To do:
Report each line from the entries in which "width" can be found.

Given entries:
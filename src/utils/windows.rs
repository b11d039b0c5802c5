use jiff::{Timestamp, civil::DateTime, tz::Offset};

const WINDOWS_TO_UNIX_SECS: i64 = 11_644_473_600;
const TICKS_PER_SEC: u64 = 10_000_000;

/// Convert a FILETIME (100ns ticks since 1601-01-01 UTC) into a timestamp.
#[inline]
pub(crate) fn filetime_to_timestamp(filetime: u64) -> Option<Timestamp> {
    let secs = (filetime / TICKS_PER_SEC) as i64 - WINDOWS_TO_UNIX_SECS;
    let nanos = ((filetime % TICKS_PER_SEC) * 100) as i32;
    Timestamp::new(secs, nanos).ok()
}

/// Convert a 16-byte SYSTEMTIME into a UTC timestamp.
///
/// An all-zero SYSTEMTIME maps to the FILETIME epoch.
pub(crate) fn systime_from_bytes(bytes: &[u8; 16]) -> Option<Timestamp> {
    let field = |i: usize| u16::from_le_bytes([bytes[i * 2], bytes[i * 2 + 1]]);

    let year = field(0);
    let month = field(1);
    let _day_of_week = field(2);
    let day = field(3);
    let hour = field(4);
    let minute = field(5);
    let second = field(6);
    let milliseconds = field(7);

    if bytes.iter().all(|&b| b == 0) {
        return filetime_to_timestamp(0);
    }

    let dt = DateTime::new(
        i16::try_from(year).ok()?,
        i8::try_from(month).ok()?,
        i8::try_from(day).ok()?,
        i8::try_from(hour).ok()?,
        i8::try_from(minute).ok()?,
        i8::try_from(second).ok()?,
        i32::from(milliseconds).checked_mul(1_000_000)?,
    )
    .ok()?;
    Offset::UTC.to_timestamp(dt).ok()
}

/// Format a timestamp as `YYYY-MM-DDTHH:MM:SS.fffffffZ`, keeping the full 100ns precision of
/// Windows time values.
pub(crate) fn format_timestamp(ts: &Timestamp) -> String {
    let dt = Offset::UTC.to_datetime(*ts);
    let mut out = String::with_capacity(28);
    push_digits(&mut out, dt.year() as u32, 4);
    out.push('-');
    push_digits(&mut out, dt.month() as u32, 2);
    out.push('-');
    push_digits(&mut out, dt.day() as u32, 2);
    out.push('T');
    push_digits(&mut out, dt.hour() as u32, 2);
    out.push(':');
    push_digits(&mut out, dt.minute() as u32, 2);
    out.push(':');
    push_digits(&mut out, dt.second() as u32, 2);
    out.push('.');
    push_digits(&mut out, (dt.subsec_nanosecond() / 100) as u32, 7);
    out.push('Z');
    out
}

fn push_digits(out: &mut String, value: u32, width: u32) {
    for exp in (0..width).rev() {
        let digit = (value / 10u32.pow(exp)) % 10;
        out.push(char::from(b'0' + digit as u8));
    }
}
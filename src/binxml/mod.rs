pub mod name;
pub mod tokens;
pub mod value_variant;

pub(crate) mod deserializer;
pub(crate) mod value_render;
pub(crate) mod xml_render;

Task answer:
fn push_digits(out: &mut String, value: u32, width: u32) {
    for exp in (0..width).rev() {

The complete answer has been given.